I visited Panama for a week with my mother last year. In addition to my fancy DSLR camera, I also picked up and packed a disposable, waterproof film camera on a whim. I carried the disposable camera around me for a bit most days and just took quick pictures of anything I found interesting. It was fun and relaxing to not be constantly adjusting the camera and lens settings or checking the screen to see if I got the shot. Not every photo came out the way I had envisioned it – going back to a set ASA (ISO) and static focal length forces you to put your photography knowledge to work – but the ones that did have that special quality to them that digital photography just can’t replicate.

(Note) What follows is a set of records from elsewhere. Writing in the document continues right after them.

//! Session context shared by every page

use dioxus::prelude::*;

use crate::models::{AccessDenied, SessionUser, UserRole};
use crate::services::{ApiClient, ApiConfig, AuthService, Session};

/// Logged-in user plus the API client built around the stored token
#[derive(Clone, PartialEq)]
pub struct SessionContext {
    client: ApiClient,
    pub user: Signal<Option<SessionUser>>,
}

impl SessionContext {
    pub fn client(&self) -> ApiClient {
        self.client.clone()
    }

    pub fn session(&self) -> &Session {
        self.client.session()
    }

    pub fn auth_service(&self) -> AuthService {
        AuthService::new(self.client.clone())
    }

    pub fn current_user(&self) -> Option<SessionUser> {
        self.user.read().clone()
    }

    pub fn on_login(&mut self, user: SessionUser) {
        self.user.set(Some(user));
    }

    pub fn logout(&mut self) {
        if let Err(e) = self.auth_service().logout() {
            tracing::warn!("failed to clear session: {e}");
        }
        self.user.set(None);
    }
}

/// Install the session context at the root of the app
pub fn use_session_provider() -> SessionContext {
    let session = use_hook(Session::browser);
    let user = use_signal({
        let session = session.clone();
        move || session.user().ok().flatten()
    });
    use_context_provider(move || SessionContext {
        client: ApiClient::for_browser(&ApiConfig::from_env(), session),
        user,
    })
}

pub fn use_session() -> SessionContext {
    use_context::<SessionContext>()
}

/// The logged-in user if their role is in `allowed`
///
/// Anyone else is sent to the login page or the home page.
pub fn use_require_role(allowed: &'static [UserRole]) -> Option<SessionUser> {
    let context = use_session();
    use_access_redirect(context.session().require_role(allowed))
}

/// The logged-in user; visitors are sent to the login page
pub fn use_require_login() -> Option<SessionUser> {
    let context = use_session();
    use_access_redirect(context.session().require_user())
}

fn use_access_redirect(access: Result<SessionUser, AccessDenied>) -> Option<SessionUser> {
    let navigator = use_navigator();
    let redirect = access.as_ref().err().map(AccessDenied::redirect_path);
    use_effect(move || {
        if let Some(path) = redirect {
            tracing::info!(path, "redirecting unauthorized visitor");
            navigator.replace(path);
        }
    });

    access.ok()
}
//! BuatEvent web frontend
//!
//! Hotel browsing, the blockchain ledger viewer and the hotel admin floor-plan
//! editor. Built with Dioxus and compiled to WebAssembly.

pub mod app;
pub mod components;
pub mod editor;
pub mod hooks;
pub mod models;
pub mod pages;
pub mod services;
pub mod utils;

pub use app::App;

Getting my film developed was quite the process. First I had to find a shop/store that would do it. I settled on the Shopper’s Drug Mart across town (the only one that offered the service) after my mom assured me that the Shopper’s she works for, in a different town, does good work. I could have taken the film to a fancy camera shop but I figured I would keep the cheap train rolling and get my disposable camera developed on the cheap. This was probably a mistake. Once I finally found a store that would do it and found the convenient reason to drive across town, I was met by a young person who didn’t know what I was asking for. After showing him my camera and asking for my film to be developed, he continued to ask me if I wanted my passport photo taken. After my 6’4″ burly bearded husband stepped in, we discovered that this youth did not know what film was. Eventually, another employee came to help and knew exactly what we wanted and how to do it. My film was successfully sent away! I go home and eagerly await the phone call to tell me I can come pick it up. Two weeks pass and I get nervous. A month passes and I start to fear the worse. After several more weeks of preparing myself for the inevitability that my precious vacation photos are lost and trying to find another convenient time to drive across town, I go to inquire about my film. Luckily they have it! It is one of two packages waiting to be picked up. The same helpful employee who came to my rescue last time apologizes for the lack of a phone call and assures me that they usually call.
Even after the ordeal of getting my photos back, shooting several days of my vacation on film was worth it. There is something special that happens when you return to the old technology. Even a year after my vacation, I remember the days I carried only my little disposable camera around so vividly. I was present in the moment and committing every sight, sound, smell and feeling to memory because I couldn’t rely on my camera to do it for me. The days I carried my DSLR are a little fuzzier, even though the photos are so much clearer. I spent more time looking down at the camera or through the lens, perfectly lining and timing my shots than I did experiencing the beauty around me. This was definitely a fun little experiment worth making a tradition out of. Maybe next time I’ll get a roll or two of film for my old camera and really test myself.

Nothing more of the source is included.